Hallucinogens work by disrupting how neurotransmitters work in the brain. Many hallucinogens have chemical structures similar to those of natural neurotransmitters (acetylcholine-, serotonin-, or catecholamine-like).

Hallucinogens can be man-made, or they can come from plants or mushrooms or extracts from plants and mushrooms. Generally, they are divided into two types: classic hallucinogens (LSD) or dissociative drugs (PCP). Either type of hallucinogen can cause users to have rapid, intense emotional swings.

This article discusses the different types of hallucinogens and their effects. It also covers how they work and their potential therapeutic uses.

Classic Hallucinogens

Some of the classic hallucinogens include:

Ayahuasca

Sometimes called hoasca, aya, and yage, ayahuasca is brewed from plants containing DMT along with an Amazonian vine that prevents the normal breakdown of DMT in the digestive system. It is usually consumed like tea.

DMT

Dimethyltryptamine, also known as Dimitri, is a natural chemical found in some Amazonian plant species, but it can also be chemically synthesized. It usually comes as a white, crystalline powder that is vaporized or smoked in a pipe or bong.

LSD

D-lysergic acid diethylamide (LSD) is a manmade chemical made from ergot, a fungus that grows on certain grains. It is probably the most powerful hallucinogen available, producing hallucinations, changes in the way reality is perceived, and altered moods.

It comes as a white powder or clear liquid and has no color or smell.
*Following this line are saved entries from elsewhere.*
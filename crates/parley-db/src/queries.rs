use anyhow::{Result, anyhow};
use chrono::{DateTime, NaiveDateTime, Utc};
use rusqlite::{Connection, Row};

use parley_chat::{Message, MessageStore, NewMessage, StoreError};

use crate::Database;
use crate::models::UserRow;

impl Database {
    // -- Users --

    /// Insert a user and return the store-assigned id.
    pub fn create_user(
        &self,
        username: &str,
        email: &str,
        password_hash: &str,
        status: &str,
    ) -> Result<i64> {
        self.with_conn(|conn| {
            conn.execute(
                "INSERT INTO users (username, email, password, status) VALUES (?1, ?2, ?3, ?4)",
                (username, email, password_hash, status),
            )?;
            Ok(conn.last_insert_rowid())
        })
    }

    pub fn get_user_by_email(&self, email: &str) -> Result<Option<UserRow>> {
        self.with_conn(|conn| query_user(conn, "email = ?1", email))
    }

    pub fn get_user_by_id(&self, id: i64) -> Result<Option<UserRow>> {
        self.with_conn(|conn| query_user(conn, "id = ?1", id))
    }

    /// Returns false if the user does not exist.
    pub fn update_username(&self, id: i64, username: &str) -> Result<bool> {
        self.with_conn(|conn| {
            let n = conn.execute(
                "UPDATE users SET username = ?1 WHERE id = ?2",
                rusqlite::params![username, id],
            )?;
            Ok(n > 0)
        })
    }

    /// Returns false if the user does not exist.
    pub fn update_status(&self, id: i64, status: &str) -> Result<bool> {
        self.with_conn(|conn| {
            let n = conn.execute(
                "UPDATE users SET status = ?1 WHERE id = ?2",
                rusqlite::params![status, id],
            )?;
            Ok(n > 0)
        })
    }
}

// -- Messages --

/// The pipeline's persistence seam, backed by the messages table.
impl MessageStore for Database {
    fn insert(&self, message: NewMessage) -> Result<Message, StoreError> {
        self.with_conn(|conn| {
            conn.execute(
                "INSERT INTO messages (sender_id, receiver_id, content, delivered, read, toxic, created_at)
                 VALUES (?1, ?2, ?3, ?4, ?5, ?6, ?7)",
                rusqlite::params![
                    message.sender_id,
                    message.receiver_id,
                    message.content,
                    message.delivered,
                    message.read,
                    message.toxic,
                    message.created_at.to_rfc3339(),
                ],
            )?;
            Ok(Message {
                id: conn.last_insert_rowid(),
                sender_id: message.sender_id,
                receiver_id: message.receiver_id,
                content: message.content,
                delivered: message.delivered,
                read: message.read,
                toxic: message.toxic,
                created_at: message.created_at,
            })
        })
        .map_err(StoreError::from)
    }

    fn update(&self, message: &Message) -> Result<Message, StoreError> {
        self.with_conn(|conn| {
            let n = conn.execute(
                "UPDATE messages SET sender_id = ?1, receiver_id = ?2, content = ?3,
                        delivered = ?4, read = ?5, toxic = ?6, created_at = ?7
                 WHERE id = ?8",
                rusqlite::params![
                    message.sender_id,
                    message.receiver_id,
                    message.content,
                    message.delivered,
                    message.read,
                    message.toxic,
                    message.created_at.to_rfc3339(),
                    message.id,
                ],
            )?;
            if n == 0 {
                return Err(anyhow!("no message row with id {}", message.id));
            }
            Ok(message.clone())
        })
        .map_err(StoreError::from)
    }

    fn find_by_id(&self, id: i64) -> Result<Option<Message>, StoreError> {
        self.with_conn(|conn| {
            let mut stmt = conn.prepare(&format!("{} WHERE id = ?1", SELECT_MESSAGE))?;
            let row = stmt.query_row([id], row_to_message).optional()?;
            Ok(row)
        })
        .map_err(StoreError::from)
    }

    fn find_by_receiver(&self, receiver_id: i64) -> Result<Vec<Message>, StoreError> {
        self.with_conn(|conn| {
            let mut stmt =
                conn.prepare(&format!("{} WHERE receiver_id = ?1 ORDER BY id", SELECT_MESSAGE))?;
            let rows = stmt
                .query_map([receiver_id], row_to_message)?
                .collect::<std::result::Result<Vec<_>, _>>()?;
            Ok(rows)
        })
        .map_err(StoreError::from)
    }
}

const SELECT_MESSAGE: &str =
    "SELECT id, sender_id, receiver_id, content, delivered, read, toxic, created_at FROM messages";

fn row_to_message(row: &Row<'_>) -> rusqlite::Result<Message> {
    Ok(Message {
        id: row.get(0)?,
        sender_id: row.get(1)?,
        receiver_id: row.get(2)?,
        content: row.get(3)?,
        delivered: row.get(4)?,
        read: row.get(5)?,
        toxic: row.get(6)?,
        created_at: parse_timestamp(&row.get::<_, String>(7)?),
    })
}

/// Timestamps written by this crate are RFC 3339; rows created by other
/// tooling may carry SQLite's bare "YYYY-MM-DD HH:MM:SS" format.
fn parse_timestamp(raw: &str) -> DateTime<Utc> {
    raw.parse::<DateTime<Utc>>()
        .or_else(|_| {
            NaiveDateTime::parse_from_str(raw, "%Y-%m-%d %H:%M:%S").map(|ndt| ndt.and_utc())
        })
        .unwrap_or_default()
}

fn query_user<P: rusqlite::ToSql>(
    conn: &Connection,
    predicate: &str,
    param: P,
) -> Result<Option<UserRow>> {
    let mut stmt = conn.prepare(&format!(
        "SELECT id, username, email, password, status, created_at FROM users WHERE {}",
        predicate
    ))?;

    let row = stmt
        .query_row([&param], |row| {
            Ok(UserRow {
                id: row.get(0)?,
                username: row.get(1)?,
                email: row.get(2)?,
                password: row.get(3)?,
                status: row.get(4)?,
                created_at: row.get(5)?,
            })
        })
        .optional()?;

    Ok(row)
}

/// Extension trait for optional query results
trait OptionalExt<T> {
    fn optional(self) -> Result<Option<T>>;
}

impl<T> OptionalExt<T> for std::result::Result<T, rusqlite::Error> {
    fn optional(self) -> Result<Option<T>> {
        match self {
            Ok(val) => Ok(Some(val)),
            Err(rusqlite::Error::QueryReturnedNoRows) => Ok(None),
            Err(e) => Err(e.into()),
        }
    }
}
It can come in capsules, but most often comes on small squares of blotter paper or gelatin that users place on the tongue or swallow to take a "trip."

MDMA

Methylenedioxymethamphetamine (MDMA) is a synthetic drug that is derived from amphetamine. It is also known as ecstasy or "molly." It works by increasing the activity of the neurotransmitters dopamine, serotonin, and norepinephrine. It acts as both a hallucinogen and a stimulant and produces enhanced sensory perceptions, decreased anxiety, and feelings of mental stimulation.

Mescaline

A natural substance found as the main ingredient in the peyote cactus. The top of the spineless peyote cactus plants has disc-shaped "buttons" that contain mescaline. The buttons are dried out and then either chewed or soaked in liquid to produce an intoxicating drink. Mescaline can also be made through chemical synthesis.

Psilocybin

A natural substance that is found in hallucinogenic mushrooms that contain psilocybin and psilocin. In large enough doses, psilocybin can produce effects very similar to the powerful hallucinogen LSD. "Shrooms" as they are sometimes called can be used either fresh or dried. They are normally eaten, mixed with food, or brewed like tea for drinking.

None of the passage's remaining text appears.